**TASK DESCRIPTION**
Please show every line from the entries that carries the word "parameter".

**Collection entries**
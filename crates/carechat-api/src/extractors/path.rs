//! Path parameter extractor
//!
//! Every resource route carries a single Snowflake `:id`.

use axum::{
    async_trait,
    extract::{FromRequestParts, Path},
    http::request::Parts,
};
use carechat_core::Snowflake;

use crate::response::ApiError;

/// A Snowflake id taken from the route's only path parameter
#[derive(Debug, Clone, Copy)]
pub struct IdPath(pub Snowflake);

#[async_trait]
impl<S> FromRequestParts<S> for IdPath
where
    S: Send + Sync,
{
    type Rejection = ApiError;

    async fn from_request_parts(parts: &mut Parts, state: &S) -> Result<Self, Self::Rejection> {
        let Path(raw) = Path::<String>::from_request_parts(parts, state)
            .await
            .map_err(|e| ApiError::invalid_path(e.to_string()))?;

        raw.parse::<Snowflake>()
            .map(IdPath)
            .map_err(|_| ApiError::invalid_path(format!("'{raw}' is not a valid id")))
    }
}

**ANSWER TO THIS TASK**
//! Path parameter extractor
/// A Snowflake id taken from the route's only path parameter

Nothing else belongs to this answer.